In this prospective multicentre study, we measured 360 plasma proteins in 719 adults six months after hospitalisation for COVID-19, confirmed either clinically or by PCR (n=621). Within our cohort, including the 626 patients previously analysed, 250/719 (35%) reported full recovery (“Recovered”), the remaining 469 (65%) reported persistent symptoms consistent with long Covid.

Mediators suggestive of persistent monocytic inflammation were associated with all symptoms. Specifically, elevated IL1R2 and/or Matrilin-2 (MATN2) were consistently associated with the highest odds of all symptoms except cognitive impairment (cardiorespiratory IL1R2 OR=1.16; fatigue IL1R2 OR= 1.53; anxiety/depression IL1R2 OR=1.13; GI MATN2 OR=1.08).
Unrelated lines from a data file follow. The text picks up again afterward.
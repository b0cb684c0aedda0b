//! Blocks and proof-of-work mining.
//!
//! A block batches signed votes behind a SHA-256 proof-of-work. The hash
//! covers the canonical image rendered by
//! [`crate::canonical::block_hash_image`] — the block with its `hash`
//! field blanked and no `timestamp` — so the digest, and therefore the
//! work, is fixed entirely by `{miner, prevHash, height, nonce, data}`.
//! The timestamp is recorded only once mining completes and travels in the
//! distributed record without being hashed.

use std::time::{SystemTime, UNIX_EPOCH};

use serde::{Deserialize, Serialize};
use sha2::{Digest, Sha256};

use crate::canonical;
use crate::types::vote::VoteRecord;

/// Required hex prefix of every block hash (12 leading zero bits).
pub const POW_PREFIX: &str = "000";

/// `prevHash` marker of the height-0 block.
pub const GENESIS_PREV_HASH: &str = "Genesis Block";

/// Synthetic voter of the genesis transaction.
pub const GENESIS_ADDR: &str = "Genesis Addr";

/// One entry of a block's `data` list.
///
/// Real blocks carry signed vote records; bare strings also appear (the
/// genesis-era probe data and known-answer fixtures), so the wire type
/// admits both.
#[derive(Clone, Debug, PartialEq, Eq, Serialize, Deserialize)]
#[serde(untagged)]
pub enum BlockData {
    /// A signed vote.
    Vote(VoteRecord),
    /// An opaque string payload.
    Raw(String),
}

/// A block of the voting ledger.
///
/// Wire field order matches the hashed image: `miner`, `hash`, `prevHash`,
/// `height`, `nonce`, `data`, with `timestamp` appended after mining.
#[derive(Clone, Debug, PartialEq, Eq, Serialize, Deserialize)]
pub struct Block {
    /// Identifier of the node that mined this block.
    pub miner: String,
    /// Lowercase hex SHA-256 of the canonical image; empty until mined.
    pub hash: String,
    /// Hash of the preceding block, or [`GENESIS_PREV_HASH`] at height 0.
    #[serde(rename = "prevHash")]
    pub prev_hash: String,
    /// Position in the chain; strictly `prev.height + 1`.
    pub height: u64,
    /// Counter mutated by the mining loop.
    pub nonce: u64,
    /// Ordered transaction batch.
    pub data: Vec<BlockData>,
    /// Decimal-string wall-clock seconds of mining completion.
    ///
    /// Absent until [`Block::mine`] returns, then fixed. Not part of the
    /// hashed image.
    #[serde(skip_serializing_if = "Option::is_none")]
    pub timestamp: Option<String>,
}

impl Block {
    /// Assembles an unmined block: empty hash, nonce 0, no timestamp.
    pub fn new(prev_hash: String, height: u64, data: Vec<BlockData>, miner: String) -> Self {
        Self {
            miner,
            hash: String::new(),
            prev_hash,
            height,
            nonce: 0,
            data,
            timestamp: None,
        }
    }

    /// Hex SHA-256 of the block's current canonical image.
    pub fn image_digest(&self) -> String {
        let image = canonical::block_hash_image(self);
        hex::encode(Sha256::digest(image.as_bytes()))
    }

    /// Performs the proof-of-work.
    ///
    /// Increments `nonce` until the image digest starts with
    /// [`POW_PREFIX`], then stores the digest and stamps the completion
    /// time. Runs to completion; callers must not hold chain or pool locks
    /// while this loop spins.
    pub fn mine(&mut self) {
        loop {
            let digest = self.image_digest();
            if digest.starts_with(POW_PREFIX) {
                self.hash = digest;
                self.timestamp = Some(unix_timestamp_string());
                return;
            }
            self.nonce += 1;
        }
    }

    /// The mining-completion time as numeric seconds, if present and
    /// well-formed. Used by the head tie-break.
    pub fn timestamp_seconds(&self) -> Option<f64> {
        self.timestamp.as_deref().and_then(|t| t.parse::<f64>().ok())
    }
}

/// Current wall-clock time as a decimal string of epoch seconds.
fn unix_timestamp_string() -> String {
    SystemTime::now()
        .duration_since(UNIX_EPOCH)
        .map(|d| d.as_secs_f64().to_string())
        .unwrap_or_else(|_| "0".to_string())
}
//! Vote transactions and their signing scheme.
//!
//! A vote is the only transaction kind in the ledger: one participant
//! (`addr_from`) endorses one candidate (`addr_to`). The participant signs
//! the canonical `{"addr_from": .., "addr_to": ..}` image with its RSA key
//! and ships the result as a [`VoteRecord`] carrying the base64 signature
//! and the wire-encoded public key, so any peer can verify the record
//! without a key registry.

use base64::engine::general_purpose::STANDARD as BASE64;
use base64::Engine;
use serde::{Deserialize, Serialize};

use crate::canonical;
use crate::error::{KeyError, VoteError};
use crate::keys::{self, IdentityKey};

/// An unsigned (or lazily signed) vote under construction.
///
/// The signature is produced at most once; repeated calls to [`Vote::sign`]
/// or [`Vote::signed_form`] reuse the stored value.
#[derive(Clone, Debug)]
pub struct Vote {
    addr_from: String,
    addr_to: String,
    signature: Option<String>,
}

impl Vote {
    /// Records the endpoints of a vote; the signature is unset.
    pub fn new(addr_from: impl Into<String>, addr_to: impl Into<String>) -> Self {
        Self {
            addr_from: addr_from.into(),
            addr_to: addr_to.into(),
            signature: None,
        }
    }

    /// The UTF-8 bytes of the canonical signing image.
    ///
    /// Field order is significant: these bytes feed both the signature and
    /// its verification on every peer.
    pub fn canonical_bytes(&self) -> Vec<u8> {
        canonical::vote_signing_image(&self.addr_from, &self.addr_to).into_bytes()
    }

    /// Signs the canonical image and stores the base64 signature.
    ///
    /// Idempotent: once a signature is stored, later calls keep it.
    pub fn sign(&mut self, key: &IdentityKey) -> Result<(), KeyError> {
        if self.signature.is_none() {
            let raw = key.sign(&self.canonical_bytes())?;
            self.signature = Some(BASE64.encode(raw));
        }
        Ok(())
    }

    /// Returns the full signed wire record, signing first if needed.
    pub fn signed_form(&mut self, key: &IdentityKey) -> Result<VoteRecord, KeyError> {
        self.sign(key)?;
        let signature = self
            .signature
            .clone()
            .unwrap_or_default();
        Ok(VoteRecord {
            addr_from: self.addr_from.clone(),
            addr_to: self.addr_to.clone(),
            signature,
            pubkey: key.public_wire()?,
        })
    }
}

/// A signed vote as it travels between peers and inside blocks.
///
/// Wire field order — `addr_from`, `addr_to`, `signature`, `pubkey` — is
/// part of the hash contract for blocks containing the record.
#[derive(Clone, Debug, PartialEq, Eq, Serialize, Deserialize)]
pub struct VoteRecord {
    /// Participant identifier of the voter.
    pub addr_from: String,
    /// Candidate address receiving the vote.
    pub addr_to: String,
    /// Base64 RSA-PKCS#1-v1.5 signature over the canonical vote image.
    pub signature: String,
    /// Wire-encoded signer public key (`base64(PEM ++ "==")`).
    pub pubkey: String,
}

impl VoteRecord {
    /// Verifies the record's signature against its embedded public key.
    ///
    /// The canonical image is reconstructed from `addr_from`/`addr_to`, so
    /// a record altered anywhere fails here.
    pub fn verify(&self) -> Result<(), VoteError> {
        let signature = BASE64
            .decode(&self.signature)
            .map_err(|_| VoteError::InvalidSignature)?;
        let message = canonical::vote_signing_image(&self.addr_from, &self.addr_to);
        keys::verify_wire(&self.pubkey, message.as_bytes(), &signature)
    }
}

#[cfg(test)]
mod tests {
    use super::*;

    fn test_key() -> IdentityKey {
        IdentityKey::generate(1024).expect("keygen")
    }

    #[test]
    fn signed_form_verifies_against_itself() {
        let key = test_key();
        let mut vote = Vote::new("1234", "4567");

        let record = vote.signed_form(&key).expect("signed form");
        assert_eq!(record.addr_from, "1234");
        assert_eq!(record.addr_to, "4567");
        assert!(record.verify().is_ok());
    }

    #[test]
    fn signing_is_idempotent() {
        let key = test_key();
        let mut vote = Vote::new("1234", "4567");

        let first = vote.signed_form(&key).expect("signed form");
        let second = vote.signed_form(&key).expect("signed form");
        assert_eq!(first.signature, second.signature);
    }

    #[test]
    fn tampered_signature_is_rejected() {
        let key = test_key();
        let mut vote = Vote::new("1234", "4567");
        let mut record = vote.signed_form(&key).expect("signed form");

        // Flip one base64 character of the signature.
        let mut chars: Vec<char> = record.signature.chars().collect();
        chars[0] = if chars[0] == 'A' { 'B' } else { 'A' };
        record.signature = chars.into_iter().collect();

        assert_eq!(record.verify(), Err(VoteError::InvalidSignature));
    }

    #[test]
    fn tampered_endpoints_are_rejected() {
        let key = test_key();
        let mut vote = Vote::new("1234", "4567");
        let mut record = vote.signed_form(&key).expect("signed form");

        record.addr_to = "9999".to_string();
        assert_eq!(record.verify(), Err(VoteError::InvalidSignature));
    }

    #[test]
    fn record_survives_json_roundtrip() {
        let key = test_key();
        let mut vote = Vote::new("1234", "4567");
        let record = vote.signed_form(&key).expect("signed form");

        let json = serde_json::to_string(&record).expect("serialise");
        let back: VoteRecord = serde_json::from_str(&json).expect("deserialise");
        assert_eq!(record, back);
        assert!(back.verify().is_ok());
    }
}
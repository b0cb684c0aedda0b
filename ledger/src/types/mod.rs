//! Core wire types of the voting ledger.
//!
//! The types here mirror the peer wire protocol field-for-field: what
//! serde emits for a [`Block`] or a [`VoteRecord`] is exactly what peers
//! exchange, and the canonical hashed/signed images are rendered from the
//! same structs by [`crate::canonical`].

pub mod block;
pub mod vote;

pub use block::{Block, BlockData, GENESIS_ADDR, GENESIS_PREV_HASH, POW_PREFIX};
pub use vote::{Vote, VoteRecord};
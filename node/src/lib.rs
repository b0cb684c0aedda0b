//! Node library crate.
//!
//! Composes the `ledger` engine into a runnable network participant:
//!
//! - persistent identity (`identity`),
//! - the peer node itself — roster, bootstrap, gossip, scheduled miner
//!   (`node`),
//! - the axum request handlers (`routes`),
//! - process configuration (`config`).
//!
//! The binary in `main.rs` wires these together and serves the peer
//! protocol over HTTP.

pub mod config;
pub mod identity;
pub mod node;
pub mod routes;

pub use config::NodeConfig;
pub use identity::{Identity, IdentityError};
pub use node::{Node, NodeStatus, SharedState};
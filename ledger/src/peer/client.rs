//! Outbound peer requests.
//!
//! A thin typed client for the JSON-over-HTTP peer protocol. All peers
//! expose the same endpoints; addresses are bare `host:port` strings, so
//! the client prefixes `http://` itself.
//!
//! Error mapping follows the ledger's failure taxonomy: a 408 answer is a
//! [`PeerError::Timeout`] (the caller drops that peer from its roster),
//! any other non-200 is [`PeerError::Status`], and transport failures are
//! [`PeerError::Network`]. Callers never retry; gossip redelivery is the
//! only repair mechanism.

use std::time::Duration;

use reqwest::{Client, Response, StatusCode};

use super::PeerInfo;
use crate::error::PeerError;
use crate::types::block::Block;
use crate::types::vote::VoteRecord;

/// HTTP client for the peer wire protocol.
///
/// Cheap to clone; the underlying connection pool is shared.
#[derive(Clone)]
pub struct PeerClient {
    client: Client,
}

impl PeerClient {
    /// Builds a client with the given per-request timeout.
    pub fn new(timeout: Duration) -> Result<Self, PeerError> {
        let client = Client::builder()
            .timeout(timeout)
            .build()
            .map_err(|e| PeerError::Network(format!("failed to build HTTP client: {e}")))?;
        Ok(Self { client })
    }

    fn url(address: &str, path: &str) -> String {
        format!(
            "http://{}/{}",
            address.trim_end_matches('/'),
            path.trim_start_matches('/')
        )
    }

    async fn check(response: Response) -> Result<Response, PeerError> {
        match response.status() {
            StatusCode::OK => Ok(response),
            StatusCode::REQUEST_TIMEOUT => Err(PeerError::Timeout),
            status => Err(PeerError::Status(status.as_u16())),
        }
    }

    /// `GET /list` — the peer's current participant roster.
    pub async fn fetch_roster(&self, address: &str) -> Result<Vec<PeerInfo>, PeerError> {
        let url = Self::url(address, "list");
        let response = self
            .client
            .get(&url)
            .send()
            .await
            .map_err(|e| PeerError::Network(format!("GET {url} failed: {e}")))?;
        Self::check(response)
            .await?
            .json::<Vec<PeerInfo>>()
            .await
            .map_err(|e| PeerError::Protocol(format!("bad roster body: {e}")))
    }

    /// `GET /blockchain` — the peer's full chain snapshot.
    pub async fn fetch_chain(&self, address: &str) -> Result<Vec<Block>, PeerError> {
        let url = Self::url(address, "blockchain");
        let response = self
            .client
            .get(&url)
            .send()
            .await
            .map_err(|e| PeerError::Network(format!("GET {url} failed: {e}")))?;
        Self::check(response)
            .await?
            .json::<Vec<Block>>()
            .await
            .map_err(|e| PeerError::Protocol(format!("bad chain body: {e}")))
    }

    /// `POST /advertise` — announce ourselves to a peer.
    pub async fn advertise(&self, address: &str, me: &PeerInfo) -> Result<(), PeerError> {
        let url = Self::url(address, "advertise");
        let response = self
            .client
            .post(&url)
            .json(me)
            .send()
            .await
            .map_err(|e| PeerError::Network(format!("POST {url} failed: {e}")))?;
        Self::check(response).await.map(|_| ())
    }

    /// `POST /update_pool` — gossip one signed vote.
    pub async fn send_vote(&self, address: &str, record: &VoteRecord) -> Result<(), PeerError> {
        let url = Self::url(address, "update_pool");
        let response = self
            .client
            .post(&url)
            .json(record)
            .send()
            .await
            .map_err(|e| PeerError::Network(format!("POST {url} failed: {e}")))?;
        Self::check(response).await.map(|_| ())
    }

    /// `POST /add_new_block` — gossip one mined block.
    pub async fn send_block(&self, address: &str, block: &Block) -> Result<(), PeerError> {
        let url = Self::url(address, "add_new_block");
        let response = self
            .client
            .post(&url)
            .json(block)
            .send()
            .await
            .map_err(|e| PeerError::Network(format!("POST {url} failed: {e}")))?;
        Self::check(response).await.map(|_| ())
    }
}
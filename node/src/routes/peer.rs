//! Handlers for the peer wire protocol.
//!
//! Every node exposes the same endpoints. Failures on the receive paths
//! stay silent: an invalid vote or block is dropped and the sender still
//! gets its acknowledgement, per the ledger's propagation policy.

use axum::{extract::State, Json};

use ledger::{Block, PeerInfo, VoteRecord};

use super::StatusResponse;
use crate::node::SharedState;

/// `GET /list` — the current participant roster.
pub async fn list(State(node): State<SharedState>) -> Json<Vec<PeerInfo>> {
    Json(node.roster_snapshot())
}

/// `POST /advertise` — a peer announces itself.
pub async fn advertise(
    State(node): State<SharedState>,
    Json(peer): Json<PeerInfo>,
) -> Json<StatusResponse> {
    node.add_participant(peer);
    Json(StatusResponse::ok())
}

/// `GET /blockchain` — the committed chain.
pub async fn blockchain(State(node): State<SharedState>) -> Json<Vec<Block>> {
    Json(node.chain().snapshot())
}

/// `GET /pool` — the pending transaction pool.
pub async fn pool(State(node): State<SharedState>) -> Json<Vec<VoteRecord>> {
    Json(node.chain().pool_snapshot())
}

/// `POST /update_pool` — one gossiped signed vote.
pub async fn update_pool(
    State(node): State<SharedState>,
    Json(record): Json<VoteRecord>,
) -> Json<StatusResponse> {
    node.accept_vote_record(record).await;
    Json(StatusResponse::ok())
}

/// `POST /add_new_block` — one gossiped block.
pub async fn add_new_block(
    State(node): State<SharedState>,
    Json(block): Json<Block>,
) -> Json<StatusResponse> {
    node.accept_block(block);
    Json(StatusResponse::ok())
}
IL1R2 is expressed by monocytes and macrophages and modulates IL1-driven inflammation. MATN2 is an extracellular matrix (ECM) protein which promotes inflammation by activating toll-like receptors and enhancing monocyte infiltration into tissues. Although the effect was smaller, CSF3 (G-CSF, which promotes inflammation by stimulating neutrophil production), was associated with GI symptoms (OR=1.05), fatigue (OR=1.12) and anxiety/depression (OR=1.05). IL-6 was also associated with increased odds of cardiorespiratory symptoms (OR=1.06) and fatigue (OR=1.09).

Although these findings are indicative of systemic inflammation, C-reactive protein levels, a commonly used clinical marker of inflammation, were not significantly different between long COVID and recovered groups.

Elevated sCD58 (lymphocyte-function antigen, an immunosuppressive factor), was associated with reduced odds of all long COVID symptoms and this was most pronounced for fatigue (OR=0.71) and cardiorespiratory symptoms (OR=0.79).

C1QA is a component of the complement system, initiating inflammation via the classical pathway. Notably, C1QA was associated with the third highest odds of cognitive impairment

Consistent with previous reports, we found women were more likely to experience long COVID symptoms. Since oestrogen is known to influence immunological responses, we compared protein levels between men and women younger and older than 50 years. Oestrogen-dependent differences would be expected to be most pronounced in pre-menopausal women, but we found no evidence of this.

Several inflammatory markers were significantly elevated in post-COVID adults; in addition to TNFα, IL8 and IL-1α, several epithelial growth factors were elevated including VEGF, TGFα, GDF and HGF.
 
It would be amazing if this depth of research was applied to ME.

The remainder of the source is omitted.